Understanding Hydrocarbon Pore Volume
Hydrocarbon pore volume helps estimate movable reservoir fluids. It links rock size, pore space, and water saturation. The value is common in petroleum chemistry, reservoir studies, and field development. It does not measure total rock volume. It measures only pore space occupied by hydrocarbons.
Why This Value Matters
A reservoir can look large yet hold little producible fluid. Low porosity reduces available void space. High water saturation also lowers hydrocarbon share. This calculator combines these factors before applying formation volume and recovery terms. The result supports screening, material balance checks, and early economic review.
Key Reservoir Inputs
Area and net pay define the rock interval. Net-to-gross adjusts for shale, tight streaks, and nonproductive beds.

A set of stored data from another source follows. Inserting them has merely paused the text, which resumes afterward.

//! Inventory ledger transaction models

use chrono::{DateTime, Utc};
use rust_decimal::Decimal;
use serde::{Deserialize, Serialize};
use uuid::Uuid;

use crate::types::{StockWarning, TransactionKind};

/// An immutable stock-changing event. Corrections are made by appending
/// offsetting transactions, never by editing or deleting history.
#[derive(Debug, Clone, Serialize, Deserialize)]
pub struct InventoryTransaction {
    pub id: Uuid,
    pub org_id: Uuid,
    pub item_id: Uuid,
    pub kind: TransactionKind,
    /// Signed quantity delta (consumption is negative)
    pub quantity: Decimal,
    pub unit_cost: Option<Decimal>,
    /// |quantity| x unit_cost when both are present
    pub total_cost: Option<Decimal>,
    /// Tracked lot this transaction depletes or fills, if any
    pub lot_id: Option<Uuid>,
    /// Free-text lot identifier when no tracked lot is linked
    pub lot_number: Option<String>,
    /// Originating document, e.g. ("production_run", run id)
    pub reference_type: Option<String>,
    pub reference_id: Option<Uuid>,
    pub note: Option<String>,
    pub created_by: Uuid,
    pub created_at: DateTime<Utc>,
}

/// Result of recording a transaction: the persisted row plus any non-fatal
/// warnings (negative stock, negative lot remainder).
#[derive(Debug, Clone, Serialize)]
pub struct TransactionRecorded {
    pub transaction: InventoryTransaction,
    pub warnings: Vec<StockWarning>,
}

Porosity describes storage capacity. Water saturation removes the pore space filled by water. Oil formation volume factor converts reservoir barrels to stock tank barrels. Gas formation volume factor converts reservoir volume to standard gas volume.
Using Results Carefully
Calculated values depend on input quality. Core data, logs, pressure studies, and fluid analysis should be reviewed together. A single porosity or saturation value may not represent the whole reservoir. Use conservative, expected, and optimistic cases when uncertainty is high. Compare outputs with maps, volumetrics, and production behavior.
Practical Workflow
Start with consistent area and thickness units. Enter porosity and water saturation as percentages. Add net-to-gross when only part of the interval is productive. Choose oil, gas, or both outputs based on the fluid system. Then review hydrocarbon pore volume, surface volume, and recoverable volume.
Interpretation Tips
Hydrocarbon pore volume is usually a reservoir condition number. It helps compare zones before applying recovery limits. Stock tank oil and standard gas estimates add fluid shrinkage effects. Recoverable volume applies a chosen recovery factor. That factor should reflect drive mechanism, pressure support, completion design, and operating plan.
Quality Checks
Run the example table first to understand scale. Extremely large answers often come from unit mistakes. Very small answers may indicate high water saturation, low porosity, or thin net pay. Document every assumption so later updates remain transparent. This makes technical reviews faster and easier.
Best Practice
Update calculations when maps, petrophysics, or fluid reports change. Keep case names clear for audit trails and team review later.